Four months after Rescue 116 crashed into Blackrock Island off the coast of Co Mayo, questions have been raised over when it was known that the island was not included on the onboard warning system

RTÉ's Prime Time has reported that a pilot had flagged the absence of Blackrock Island from the system four years ago - but the error was not corrected.

It also reported that nine days after Rescue 116 crashed on 14 March, it was discovered that the aeronautical data relating to one of the country's most famous islands, Sceilg Mhichíl, was also dangerously inaccurate.

All four crew members of R116 - Capt Dara Fitzpatrick, Capt Mark Duffy, winch operator Paul Ormsby and winchman Ciarán Smith - died in the crash.

Capt Dara Fitzpatrick, Capt Mark Duffy, winch operator Paul Ormsby and winchman Ciarán Smith

The bodies of Cpt Fitzpatrick and Cpt Mark Duffy have been recovered but the two other crew members remain lost at sea.

The Coast Guard's Search and Rescue service is run by a private operator, CHC Ireland, which is a subsidiary of a global helicopter services provider based in Canada.

It won a ten-year €500 million contract to provide the service in 2012.

All of the Coast Guard's Search and Rescue helicopters have been equipped with an Enhanced Ground Proximity Warning System since 2013.

The EGPWS is designed to warn pilots to take corrective action to avoid a collision if they get too close to terrain or a known obstacle. But the system can only work if its database has a complete picture of the terrain and obstacles on a flight path.

Blackrock Island was not in the system. The pilots flying Rescue 116 did not receive a warning and did not see the island until it was too late.

Prime Time revealed there was a chain of emails between Sligo base Coast Guard pilots and a senior CHC manager referring to Blackrock Island and/or other omissions in the EGPWS in 2013.

A source recalled that the emails were sent after a pilot spotted the omission of Blackrock Island from the EGPWS while carrying out test flights to ensure that the new aircraft's safety systems were all operating as they should.

This was a particular safety concern as the 85m-long island was on the route approved by the company for approaching the refuelling base at Blacksod Bay from the south.
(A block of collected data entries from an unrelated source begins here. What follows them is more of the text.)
//! Service payment information (SVC).

use remit_model::ServiceLine;
use remit_x12::Segment;

use crate::error::Result;

use super::common::{line_field, optional, require, require_amount};

/// SVC*{qualifier}:{code}*{charge}*{paid}**{units}
///
/// SVC01 is a composite; the component separator is applied by the writer.
pub(crate) fn emit_svc(
    line: &ServiceLine,
    claim_index: usize,
    line_index: usize,
) -> Result<Segment> {
    let procedure_field = line_field(claim_index, line_index, "procedureCode");
    require(&procedure_field, &line.procedure_code)?;
    let procedure = line.procedure();
    let code = require(&procedure_field, procedure.code)?;
    let charge = require_amount(
        &line_field(claim_index, line_index, "chargeAmount"),
        &line.charge_amount,
    )?;
    let paid = require_amount(
        &line_field(claim_index, line_index, "paidAmount"),
        &line.paid_amount,
    )?;

    Ok(Segment::new("SVC")
        .with_composite([procedure.qualifier, code])
        .with_element(charge)
        .with_element(paid)
        // revenue code
        .with_empty(1)
        .with_element(optional(&line.units)))
}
Read: AAIU Preliminary report

According to a source quoted in the Prime Time programme, Coast Guard personnel were told at a meeting last April, six weeks after the Rescue 116 crash, that management was trying to establish if this information had been passed on to the company that supplied the database for the system.

That company, Honeywell, told Prime Time it could not comment on an ongoing investigation.
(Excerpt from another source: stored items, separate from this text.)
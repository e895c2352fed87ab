//! X12 text writer.
//!
//! Renders a segment sequence with the configured separators. Data values are
//! written as-is: a value containing an active separator produces a document
//! the receiver will split in the wrong place. [`DelimiterPolicy::Reject`]
//! turns that into an error instead.

use std::io::{BufWriter, Write};

use crate::delimiters::{DelimiterPolicy, Delimiters};
use crate::error::{Result, X12Error};
use crate::segment::{Element, Segment};

/// X12 writer over any byte sink.
pub struct X12Writer<W: Write> {
    writer: BufWriter<W>,
    delimiters: Delimiters,
    policy: DelimiterPolicy,
}

impl<W: Write> X12Writer<W> {
    /// Create a writer with default separators.
    pub fn new(writer: W) -> Self {
        Self {
            writer: BufWriter::new(writer),
            delimiters: Delimiters::default(),
            policy: DelimiterPolicy::default(),
        }
    }

    /// Create a writer with the given separators.
    pub fn with_delimiters(writer: W, delimiters: Delimiters) -> Self {
        Self {
            writer: BufWriter::new(writer),
            delimiters,
            policy: DelimiterPolicy::default(),
        }
    }

    /// Set the delimiter collision policy.
    #[must_use]
    pub fn with_policy(mut self, policy: DelimiterPolicy) -> Self {
        self.policy = policy;
        self
    }

    /// Write every segment and flush. Returns the number of segments written.
    pub fn write_segments(mut self, segments: &[Segment]) -> Result<usize> {
        self.delimiters.validate()?;
        if self.policy == DelimiterPolicy::Reject {
            for segment in segments {
                check_collisions(segment, &self.delimiters)?;
            }
        }
        for segment in segments {
            self.write_segment(segment)?;
        }
        self.writer.flush()?;
        Ok(segments.len())
    }

    fn write_segment(&mut self, segment: &Segment) -> Result<()> {
        let element_sep = self.delimiters.element.to_string();
        let component_sep = self.delimiters.component.to_string();
        let terminator = self.delimiters.segment.to_string();

        self.writer.write_all(segment.tag().as_bytes())?;
        for element in segment.elements() {
            self.writer.write_all(element_sep.as_bytes())?;
            match element {
                Element::Simple(value) => self.writer.write_all(value.as_bytes())?,
                Element::Composite(parts) => {
                    self.writer
                        .write_all(parts.join(&component_sep).as_bytes())?;
                }
            }
        }
        self.writer.write_all(terminator.as_bytes())?;
        if self.delimiters.line_break {
            self.writer.write_all(b"\n")?;
        }
        Ok(())
    }
}

/// Render segments to a string.
pub fn to_x12_string(
    segments: &[Segment],
    delimiters: &Delimiters,
    policy: DelimiterPolicy,
) -> Result<String> {
    let mut buffer = Vec::new();
    X12Writer::with_delimiters(&mut buffer, *delimiters)
        .with_policy(policy)
        .write_segments(segments)?;
    String::from_utf8(buffer).map_err(|e| X12Error::Io(std::io::Error::other(e)))
}

/// Fail on the first data value that contains an active separator.
fn check_collisions(segment: &Segment, delimiters: &Delimiters) -> Result<()> {
    for (index, element) in segment.elements().iter().enumerate() {
        let position = index + 1;
        // ISA16 carries the component separator itself.
        if segment.tag() == "ISA" && position == 16 {
            continue;
        }
        for part in element.parts() {
            if let Some(delimiter) = delimiters.find_in(part) {
                return Err(X12Error::delimiter_collision(
                    segment.tag(),
                    position,
                    delimiter,
                ));
            }
        }
    }
    Ok(())
}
It said: "Until that investigation is complete, any inferences or conclusions drawn at this time would simply be speculation."

It was also revealed that search and rescue pilots based in Dublin had been complaining that the EGPWS was alerting them to an obstacle that did not exist.
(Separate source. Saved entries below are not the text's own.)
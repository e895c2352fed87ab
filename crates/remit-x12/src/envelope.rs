//! Interchange / functional group / transaction set envelope.
//!
//! [`EnvelopeBuilder`] is a small state machine over the three nested levels.
//! Opening a level writes its header, closing it writes the trailer with the
//! count of nested units and the header's control number. Callers only push
//! body segments; counts and control numbers are never supplied by hand.
//!
//! ```
//! use remit_x12::{Delimiters, EnvelopeBuilder, EnvelopeOptions, Segment, SequentialControlNumbers};
//!
//! let mut controls = SequentialControlNumbers::new();
//! let options = EnvelopeOptions::new().with_sender("PAYER").with_receiver("PAYEE");
//! let mut builder = EnvelopeBuilder::new(options, &Delimiters::default(), &mut controls);
//! builder.open_interchange().unwrap();
//! builder.open_group().unwrap();
//! builder.open_transaction("835").unwrap();
//! builder.push(Segment::with_elements("TRN", ["1", "CHK1", "PAYER"])).unwrap();
//! builder.close_transaction().unwrap();
//! builder.close_group().unwrap();
//! builder.close_interchange().unwrap();
//! let segments = builder.finish().unwrap();
//! assert_eq!(segments.first().unwrap().tag(), "ISA");
//! assert_eq!(segments.last().unwrap().tag(), "IEA");
//! ```

use chrono::NaiveDateTime;
use tracing::debug;

use crate::control::ControlNumberSource;
use crate::delimiters::Delimiters;
use crate::error::{Result, X12Error};
use crate::options::{EnvelopeOptions, format_date, format_short_date, format_time};
use crate::segment::Segment;

/// Largest value any control number field can hold (9 digits).
pub const MAX_CONTROL_NUMBER: u64 = 999_999_999;

/// Width of ISA06/ISA08.
pub const INTERCHANGE_ID_LEN: usize = 15;

/// Width of ISA02/ISA04.
const SECURITY_INFO_LEN: usize = 10;

struct OpenInterchange {
    control: String,
    groups: usize,
}

struct OpenGroup {
    control: String,
    transactions: usize,
}

struct OpenTransaction {
    control: String,
    start: usize,
}

/// Builds a fully enveloped segment sequence.
pub struct EnvelopeBuilder<'a> {
    options: EnvelopeOptions,
    generated_at: NaiveDateTime,
    component_separator: char,
    controls: &'a mut dyn ControlNumberSource,
    segments: Vec<Segment>,
    interchange: Option<OpenInterchange>,
    group: Option<OpenGroup>,
    transaction: Option<OpenTransaction>,
    completed: usize,
}

impl<'a> EnvelopeBuilder<'a> {
    /// Create a builder. The generation time is fixed here so every header
    /// produced by this builder carries the same date and time.
    pub fn new(
        options: EnvelopeOptions,
        delimiters: &Delimiters,
        controls: &'a mut dyn ControlNumberSource,
    ) -> Self {
        let generated_at = options.get_generated_at();
        Self {
            options,
            generated_at,
            component_separator: delimiters.component,
            controls,
            segments: Vec::new(),
            interchange: None,
            group: None,
            transaction: None,
            completed: 0,
        }
    }

    /// Generation datetime written to ISA09/ISA10 and GS04/GS05.
    pub fn generated_at(&self) -> NaiveDateTime {
        self.generated_at
    }

    /// Write the ISA header.
    pub fn open_interchange(&mut self) -> Result<()> {
        if self.interchange.is_some() {
            return Err(X12Error::envelope_state("interchange already open"));
        }
        let control = interchange_control(self.controls.next_interchange())?;
        let isa = build_isa(
            &self.options,
            self.generated_at,
            &control,
            self.component_separator,
        )?;
        self.segments.push(isa);
        self.interchange = Some(OpenInterchange { control, groups: 0 });
        Ok(())
    }

    /// Write a GS header inside the open interchange.
    pub fn open_group(&mut self) -> Result<()> {
        if self.interchange.is_none() {
            return Err(X12Error::envelope_state(
                "functional group opened outside an interchange",
            ));
        }
        if self.group.is_some() {
            return Err(X12Error::envelope_state("functional group already open"));
        }
        let control = group_control(self.controls.next_group())?;
        self.segments
            .push(build_gs(&self.options, self.generated_at, &control));
        self.group = Some(OpenGroup {
            control,
            transactions: 0,
        });
        Ok(())
    }

    /// Write an ST header inside the open functional group.
    pub fn open_transaction(&mut self, type_code: &str) -> Result<()> {
        if self.group.is_none() {
            return Err(X12Error::envelope_state(
                "transaction set opened outside a functional group",
            ));
        }
        if self.transaction.is_some() {
            return Err(X12Error::envelope_state("transaction set already open"));
        }
        let control = transaction_control(self.controls.next_transaction())?;
        let start = self.segments.len();
        self.segments
            .push(Segment::with_elements("ST", [type_code, control.as_str()]));
        self.transaction = Some(OpenTransaction { control, start });
        Ok(())
    }

    /// Append a body segment to the open transaction set.
    pub fn push(&mut self, segment: Segment) -> Result<()> {
        if self.transaction.is_none() {
            return Err(X12Error::envelope_state(format!(
                "{} segment pushed outside a transaction set",
                segment.tag()
            )));
        }
        self.segments.push(segment);
        Ok(())
    }

    /// Append several body segments to the open transaction set.
    pub fn extend<I>(&mut self, segments: I) -> Result<()>
    where
        I: IntoIterator<Item = Segment>,
    {
        for segment in segments {
            self.push(segment)?;
        }
        Ok(())
    }

    /// Write the SE trailer. Returns the segment count written to SE01.
    pub fn close_transaction(&mut self) -> Result<usize> {
        let Some(transaction) = self.transaction.take() else {
            return Err(X12Error::envelope_state("no transaction set to close"));
        };
        // ST through SE inclusive
        let count = self.segments.len() - transaction.start + 1;
        self.segments.push(Segment::with_elements(
            "SE",
            [count.to_string(), transaction.control.clone()],
        ));
        if let Some(group) = self.group.as_mut() {
            group.transactions += 1;
        }
        debug!(control = %transaction.control, segments = count, "closed transaction set");
        Ok(count)
    }

    /// Write the GE trailer.
    pub fn close_group(&mut self) -> Result<()> {
        if self.transaction.is_some() {
            return Err(X12Error::envelope_state(
                "functional group closed with an open transaction set",
            ));
        }
        let Some(group) = self.group.take() else {
            return Err(X12Error::envelope_state("no functional group to close"));
        };
        self.segments.push(Segment::with_elements(
            "GE",
            [group.transactions.to_string(), group.control.clone()],
        ));
        if let Some(interchange) = self.interchange.as_mut() {
            interchange.groups += 1;
        }
        debug!(control = %group.control, transactions = group.transactions, "closed functional group");
        Ok(())
    }

    /// Write the IEA trailer.
    pub fn close_interchange(&mut self) -> Result<()> {
        if self.group.is_some() {
            return Err(X12Error::envelope_state(
                "interchange closed with an open functional group",
            ));
        }
        let Some(interchange) = self.interchange.take() else {
            return Err(X12Error::envelope_state("no interchange to close"));
        };
        self.segments.push(Segment::with_elements(
            "IEA",
            [interchange.groups.to_string(), interchange.control.clone()],
        ));
        self.completed += 1;
        debug!(control = %interchange.control, groups = interchange.groups, "closed interchange");
        Ok(())
    }

    /// Return the finished segment sequence.
    pub fn finish(self) -> Result<Vec<Segment>> {
        if self.interchange.is_some() || self.group.is_some() || self.transaction.is_some() {
            return Err(X12Error::envelope_state(
                "envelope finished with open levels",
            ));
        }
        if self.completed == 0 {
            return Err(X12Error::envelope_state("no interchange was built"));
        }
        Ok(self.segments)
    }
}

/// Wrap one transaction set body in a complete single-group interchange.
pub fn wrap_transaction(
    options: EnvelopeOptions,
    delimiters: &Delimiters,
    controls: &mut dyn ControlNumberSource,
    type_code: &str,
    body: Vec<Segment>,
) -> Result<Vec<Segment>> {
    let mut builder = EnvelopeBuilder::new(options, delimiters, controls);
    builder.open_interchange()?;
    builder.open_group()?;
    builder.open_transaction(type_code)?;
    builder.extend(body)?;
    builder.close_transaction()?;
    builder.close_group()?;
    builder.close_interchange()?;
    builder.finish()
}

fn build_isa(
    options: &EnvelopeOptions,
    generated_at: NaiveDateTime,
    control: &str,
    component_separator: char,
) -> Result<Segment> {
    let blank_security = " ".repeat(SECURITY_INFO_LEN);
    Ok(Segment::new("ISA")
        .with_element("00")
        .with_element(blank_security.clone())
        .with_element("00")
        .with_element(blank_security)
        .with_element(pad_fixed("ISA05", &options.sender_qualifier, 2)?)
        .with_element(pad_fixed("ISA06", &options.sender_id, INTERCHANGE_ID_LEN)?)
        .with_element(pad_fixed("ISA07", &options.receiver_qualifier, 2)?)
        .with_element(pad_fixed(
            "ISA08",
            &options.receiver_id,
            INTERCHANGE_ID_LEN,
        )?)
        .with_element(format_short_date(generated_at))
        .with_element(format_time(generated_at))
        .with_element(pad_fixed("ISA11", &options.standards_id, 1)?)
        .with_element(pad_fixed("ISA12", &options.interchange_version, 5)?)
        .with_element(control)
        .with_element(if options.acknowledgment_requested {
            "1"
        } else {
            "0"
        })
        .with_element(options.usage.code())
        .with_element(component_separator.to_string()))
}

fn build_gs(options: &EnvelopeOptions, generated_at: NaiveDateTime, control: &str) -> Segment {
    Segment::new("GS")
        .with_element(options.functional_id.as_str())
        .with_element(options.application_sender())
        .with_element(options.application_receiver())
        .with_element(format_date(generated_at))
        .with_element(format_time(generated_at))
        .with_element(control)
        .with_element(options.responsible_agency.as_str())
        .with_element(options.implementation_version.as_str())
}

/// ISA13: nine digits, zero padded.
fn interchange_control(value: u64) -> Result<String> {
    check_control("ISA13", value)?;
    Ok(format!("{value:09}"))
}

/// GS06: unpadded.
fn group_control(value: u64) -> Result<String> {
    check_control("GS06", value)?;
    Ok(value.to_string())
}

/// ST02: at least four digits, zero padded.
fn transaction_control(value: u64) -> Result<String> {
    check_control("ST02", value)?;
    Ok(format!("{value:04}"))
}

fn check_control(field: &'static str, value: u64) -> Result<()> {
    if value > MAX_CONTROL_NUMBER {
        return Err(X12Error::ControlNumberOverflow { field, value });
    }
    Ok(())
}

/// Space-pad a fixed-width ISA field.
fn pad_fixed(field: &'static str, value: &str, width: usize) -> Result<String> {
    if value.chars().count() > width {
        return Err(X12Error::field_too_long(field, value, width));
    }
    Ok(format!("{value:<width$}"))
}
//! Separator configuration.

use crate::error::{Result, X12Error};

/// The three X12 separators plus an optional line break after each segment.
#[derive(Debug, Clone, Copy, PartialEq, Eq)]
pub struct Delimiters {
    /// Element separator (default `*`).
    pub element: char,
    /// Component (sub-element) separator (default `:`), also written to ISA16.
    pub component: char,
    /// Segment terminator (default `~`).
    pub segment: char,
    /// Write `\n` after every segment terminator (default: false).
    pub line_break: bool,
}

impl Default for Delimiters {
    fn default() -> Self {
        Self {
            element: '*',
            component: ':',
            segment: '~',
            line_break: false,
        }
    }
}

impl Delimiters {
    /// Create a validated separator set without line breaks.
    pub fn new(element: char, component: char, segment: char) -> Result<Self> {
        let delimiters = Self {
            element,
            component,
            segment,
            line_break: false,
        };
        delimiters.validate()?;
        Ok(delimiters)
    }

    /// Enable or disable the line break after each segment.
    #[must_use]
    pub fn with_line_breaks(mut self, enable: bool) -> Self {
        self.line_break = enable;
        self
    }

    /// Check that the separators are distinct and cannot be confused with data.
    pub fn validate(&self) -> Result<()> {
        let named = [
            ("element", self.element),
            ("component", self.component),
            ("segment", self.segment),
        ];
        for (name, ch) in named {
            if ch.is_alphanumeric() {
                return Err(X12Error::invalid_delimiters(format!(
                    "{name} separator '{ch}' is alphanumeric"
                )));
            }
            if ch == ' ' {
                return Err(X12Error::invalid_delimiters(format!(
                    "{name} separator cannot be a space"
                )));
            }
        }
        if self.element == self.component
            || self.element == self.segment
            || self.component == self.segment
        {
            return Err(X12Error::invalid_delimiters(
                "element, component and segment separators must differ",
            ));
        }
        Ok(())
    }

    /// Return the first active separator found in `value`.
    pub fn find_in(&self, value: &str) -> Option<char> {
        value
            .chars()
            .find(|&ch| ch == self.element || ch == self.component || ch == self.segment)
    }
}

/// What to do when a data value contains an active separator.
#[derive(Debug, Clone, Copy, PartialEq, Eq, Default)]
pub enum DelimiterPolicy {
    /// Emit the value unchanged (the document may become unparseable).
    #[default]
    PassThrough,
    /// Fail with [`X12Error::DelimiterCollision`].
    Reject,
}

#[cfg(test)]
mod tests {
    use super::*;

    #[test]
    fn test_default_delimiters_are_valid() {
        let delimiters = Delimiters::default();
        assert!(delimiters.validate().is_ok());
        assert_eq!(delimiters.element, '*');
        assert_eq!(delimiters.component, ':');
        assert_eq!(delimiters.segment, '~');
    }

    #[test]
    fn test_newline_terminator_is_allowed() {
        let delimiters = Delimiters::new('*', ':', '\n').unwrap();
        assert_eq!(delimiters.segment, '\n');
    }

    #[test]
    fn test_rejects_duplicate_separators() {
        assert!(Delimiters::new('*', '*', '~').is_err());
        assert!(Delimiters::new('*', ':', ':').is_err());
    }

    #[test]
    fn test_rejects_alphanumeric_and_space() {
        assert!(Delimiters::new('A', ':', '~').is_err());
        assert!(Delimiters::new('*', ' ', '~').is_err());
    }

    #[test]
    fn test_find_in() {
        let delimiters = Delimiters::default();
        assert_eq!(delimiters.find_in("ACME*HEALTH"), Some('*'));
        assert_eq!(delimiters.find_in("HC:99214"), Some(':'));
        assert_eq!(delimiters.find_in("Memorial Hospital"), None);
    }
}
A CHC spokesperson told Prime Time that the company is precluded from responding to its questions under international protocols governing air accident investigations.

The spokesperson said the company "has multiple systems and programmes that encourage employees to report any safety concerns ... Our focus remains on supporting the families and friends of all of those affected by this accident".

The Irish Aviation Authority's State Safety Plan says that the authority provides terrain and obstacle data for use by database suppliers.

It told Prime Time that "Blackrock Island was not shown as it does not constitute an obstacle under ICAO [International Civil Aviation Organisation] Standards".

The lighthouse was shown but there was no indication that it was located on an island with a highest point of 85m.

The authority said it has no record that it was advised that Blackrock Island was not in the Coast Guard's EGPWS system.

The authority confirmed to Prime Time that it only learned that Sceilg Mhichíl was inaccurately depicted on its official maps nine days after the Rescue 116 crash.

Up until 24 March the official Aviation Authority aeronautical map indicated that Sceilg Mhichíl was just 56m high.

This was actually the height of the lighthouse on the island and not the island's highest point. The Authority issued an immediate alert to pilots notifying them of the error.

The authority issued a revised map last month which increased Sceilg Mhichíl to its true height of 217m.

Sceilg Mhichíl, off the coast of Kerry, is a UNESCO world heritage site and has recently been used as a location in the latest installments of the Star Wars franchise.

The Irish Air Line Pilots' Association said it would be inappropriate to comment on the possible contributing factors giving rise to the crash while the accident investigation is still under way.

However it added: "Separately from the Rescue 116 accident and its ongoing Annex 13 investigation, the Irish Air Line Pilots' Association has raised concerns with successive Ministers for Transport on the effectiveness of the Irish Aviation Authority in fulfilling its Safety Regulatory and Oversight obligations."

It said the concerns raised by IALPA with successive transport ministers are germane to the questions and issues raised in the Prime Time report.

The Aviation Authority rejected this.

It said: "We note IALPA's view. However, this is not shared by anybody in the industry, specifically the international organisations that continuously audit Ireland's safety oversight regime. The IAA is one of Europe's most respected aviation bodies and is clearly recognised as a leader in its field."